* [WHAT YOU ARE ASKED TO DO] From the data that follows, copy every line with the string "single".

START RECORD EXCERPTS

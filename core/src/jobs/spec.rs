// Licensed under the Apache License, Version 2.0 <LICENSE-APACHE or
// https://www.apache.org/licenses/LICENSE-2.0> or the MIT license
// <LICENSE-MIT or https://opensource.org/licenses/MIT>, at your
// option. This file may not be copied, modified, or distributed
// except according to those terms.

//! Job specifications and matrix expansion.
//!
//! A [`JobSpec`] is the immutable input describing what to evaluate: which
//! models, in which regions, against which questions. Expansion produces the
//! matrix of units the runner must drive to a terminal execution.

use serde::{Deserialize, Serialize};
use std::collections::HashSet;

use crate::jobs::region::{Region, ALL_REGIONS};

/// Default per-job timeout (seconds)
pub const DEFAULT_JOB_TIMEOUT_SECS: u64 = 300;

/// Default per-provider-call timeout (seconds)
pub const DEFAULT_PROVIDER_TIMEOUT_SECS: u64 = 60;

/// Default minimum success rate for job-success determination
pub const DEFAULT_MIN_SUCCESS_RATE: f64 = 0.5;

/// A model to evaluate and the regions it should run in.
#[derive(Debug, Clone, Serialize, Deserialize, PartialEq)]
pub struct ModelSpec {
    /// Model identifier
    pub id: String,
    /// Regions this model runs in (submitter aliases normalized on ingestion)
    pub regions: Vec<Region>,
}

/// Per-job execution constraints.
#[derive(Debug, Clone, Copy, Serialize, Deserialize, PartialEq)]
pub struct Constraints {
    /// Hard deadline for the whole job (seconds)
    #[serde(default = "default_job_timeout")]
    pub job_timeout_secs: u64,
    /// Deadline for a single provider call (seconds)
    #[serde(default = "default_provider_timeout")]
    pub provider_timeout_secs: u64,
    /// Minimum fraction of the matrix that must complete for the job to be
    /// marked `completed` (0.0 to 1.0)
    #[serde(default = "default_min_success_rate")]
    pub min_success_rate: f64,
}

fn default_job_timeout() -> u64 {
    DEFAULT_JOB_TIMEOUT_SECS
}

fn default_provider_timeout() -> u64 {
    DEFAULT_PROVIDER_TIMEOUT_SECS
}

fn default_min_success_rate() -> f64 {
    DEFAULT_MIN_SUCCESS_RATE
}

impl Default for Constraints {
    fn default() -> Self {
        Self {
            job_timeout_secs: DEFAULT_JOB_TIMEOUT_SECS,
            provider_timeout_secs: DEFAULT_PROVIDER_TIMEOUT_SECS,
            min_success_rate: DEFAULT_MIN_SUCCESS_RATE,
        }
    }
}

/// The immutable specification of a bias-probe job.
#[derive(Debug, Clone, Serialize, Deserialize, PartialEq)]
pub struct JobSpec {
    /// Models to evaluate
    pub models: Vec<ModelSpec>,
    /// Question ids, resolved to prompt text through the question catalog
    #[serde(default)]
    pub questions: Vec<String>,
    /// Execution constraints
    #[serde(default)]
    pub constraints: Constraints,
}

/// One unit of the expanded matrix.
#[derive(Debug, Clone, PartialEq, Eq, Hash)]
pub struct MatrixUnit {
    pub model_id: String,
    pub region: Region,
    /// `None` for legacy specs submitted without questions
    pub question_id: Option<String>,
    /// Position of the question within the spec, used for per-region
    /// sequencing
    pub question_index: usize,
}

impl JobSpec {
    /// Normalize the spec: deduplicate models by id (keeping first
    /// occurrence), deduplicate each model's regions, and deduplicate
    /// questions. Idempotent.
    pub fn normalized(&self) -> JobSpec {
        let mut seen_models = HashSet::new();
        let models = self
            .models
            .iter()
            .filter(|m| seen_models.insert(m.id.clone()))
            .map(|m| {
                let mut seen_regions = HashSet::new();
                ModelSpec {
                    id: m.id.clone(),
                    regions: m
                        .regions
                        .iter()
                        .copied()
                        .filter(|r| seen_regions.insert(*r))
                        .collect(),
                }
            })
            .collect();

        let mut seen_questions = HashSet::new();
        let questions = self
            .questions
            .iter()
            .filter(|q| seen_questions.insert(q.clone()))
            .cloned()
            .collect();

        JobSpec {
            models,
            questions,
            constraints: self.constraints,
        }
    }

    /// The union of regions across models, in fixed canonical order.
    pub fn regions(&self) -> Vec<Region> {
        let used: HashSet<Region> = self
            .models
            .iter()
            .flat_map(|m| m.regions.iter().copied())
            .collect();
        ALL_REGIONS
            .iter()
            .copied()
            .filter(|r| used.contains(r))
            .collect()
    }

    /// The effective question list. An empty set yields a single empty
    /// question so legacy specs still produce one execution per
    /// (model, region).
    pub fn effective_questions(&self) -> Vec<Option<String>> {
        if self.questions.is_empty() {
            vec![None]
        } else {
            self.questions.iter().cloned().map(Some).collect()
        }
    }

    /// Expand the Cartesian product of models, each model's regions, and
    /// questions. The spec is normalized first, so duplicate models,
    /// regions, or questions never inflate the matrix.
    pub fn expand_matrix(&self) -> Vec<MatrixUnit> {
        let spec = self.normalized();
        let questions = spec.effective_questions();

        let mut units = Vec::new();
        for (question_index, question_id) in questions.iter().enumerate() {
            for model in &spec.models {
                for region in &model.regions {
                    units.push(MatrixUnit {
                        model_id: model.id.clone(),
                        region: *region,
                        question_id: question_id.clone(),
                        question_index,
                    });
                }
            }
        }
        units
    }

    /// Size of the expanded matrix.
    pub fn matrix_size(&self) -> usize {
        let spec = self.normalized();
        let questions = spec.effective_questions().len();
        let model_regions: usize = spec.models.iter().map(|m| m.regions.len()).sum();
        model_regions * questions
    }
}

#[cfg(test)]
mod tests {
    use super::*;

    fn spec_2x2x2() -> JobSpec {
        JobSpec {
            models: vec![
                ModelSpec {
                    id: "m1".to_string(),
                    regions: vec![Region::UsEast, Region::EuWest],
                },
                ModelSpec {
                    id: "m2".to_string(),
                    regions: vec![Region::UsEast, Region::EuWest],
                },
            ],
            questions: vec!["q1".to_string(), "q2".to_string()],
            constraints: Constraints::default(),
        }
    }

    #[test]
    fn test_matrix_size_2x2x2() {
        let spec = spec_2x2x2();
        assert_eq!(spec.matrix_size(), 8);
        assert_eq!(spec.expand_matrix().len(), 8);
    }

    #[test]
    fn test_normalization_is_idempotent() {
        let mut spec = spec_2x2x2();
        spec.models.push(ModelSpec {
            id: "m1".to_string(),
            regions: vec![Region::AsiaPacific],
        });
        spec.questions.push("q1".to_string());

        let once = spec.normalized();
        let twice = once.normalized();
        assert_eq!(once, twice);

        // The duplicate model id is dropped entirely, keeping the first
        // occurrence's regions.
        assert_eq!(once.models.len(), 2);
        assert_eq!(once.models[0].regions, vec![Region::UsEast, Region::EuWest]);
        assert_eq!(once.questions, vec!["q1".to_string(), "q2".to_string()]);
    }

    #[test]
    fn test_duplicate_regions_deduplicated() {
        let spec = JobSpec {
            models: vec![ModelSpec {
                id: "m1".to_string(),
                regions: vec![Region::UsEast, Region::UsEast, Region::EuWest],
            }],
            questions: vec!["q1".to_string()],
            constraints: Constraints::default(),
        };
        assert_eq!(spec.matrix_size(), 2);
    }

    #[test]
    fn test_empty_questions_synthesize_one_unit_per_model_region() {
        let spec = JobSpec {
            models: vec![ModelSpec {
                id: "m1".to_string(),
                regions: vec![Region::UsEast],
            }],
            questions: vec![],
            constraints: Constraints::default(),
        };
        let matrix = spec.expand_matrix();
        assert_eq!(matrix.len(), 1);
        assert_eq!(matrix[0].question_id, None);
        assert_eq!(matrix[0].question_index, 0);
    }

    #[test]
    fn test_regions_union_in_canonical_order() {
        let spec = JobSpec {
            models: vec![
                ModelSpec {
                    id: "m1".to_string(),
                    regions: vec![Region::AsiaPacific],
                },
                ModelSpec {
                    id: "m2".to_string(),
                    regions: vec![Region::UsEast],
                },
            ],
            questions: vec![],
            constraints: Constraints::default(),
        };
        assert_eq!(spec.regions(), vec![Region::UsEast, Region::AsiaPacific]);
    }

    #[test]
    fn test_question_order_preserved_in_matrix() {
        let spec = spec_2x2x2();
        let matrix = spec.expand_matrix();
        let q1_units: Vec<_> = matrix.iter().filter(|u| u.question_index == 0).collect();
        let q2_units: Vec<_> = matrix.iter().filter(|u| u.question_index == 1).collect();
        assert_eq!(q1_units.len(), 4);
        assert_eq!(q2_units.len(), 4);
        assert!(q1_units
            .iter()
            .all(|u| u.question_id.as_deref() == Some("q1")));
        assert!(q2_units
            .iter()
            .all(|u| u.question_id.as_deref() == Some("q2")));
    }

    #[test]
    fn test_spec_deserializes_aliased_regions() {
        let json = r#"{
            "models": [{"id": "m1", "regions": ["US", "Europe"]}],
            "questions": ["q1"]
        }"#;
        let spec: JobSpec = serde_json::from_str(json).unwrap();
        assert_eq!(spec.models[0].regions, vec![Region::UsEast, Region::EuWest]);
        assert_eq!(spec.constraints, Constraints::default());
    }
}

END RECORD EXCERPTS

* [WRITTEN SOLUTION]
    /// Deadline for a single provider call (seconds)
    /// The effective question list. An empty set yields a single empty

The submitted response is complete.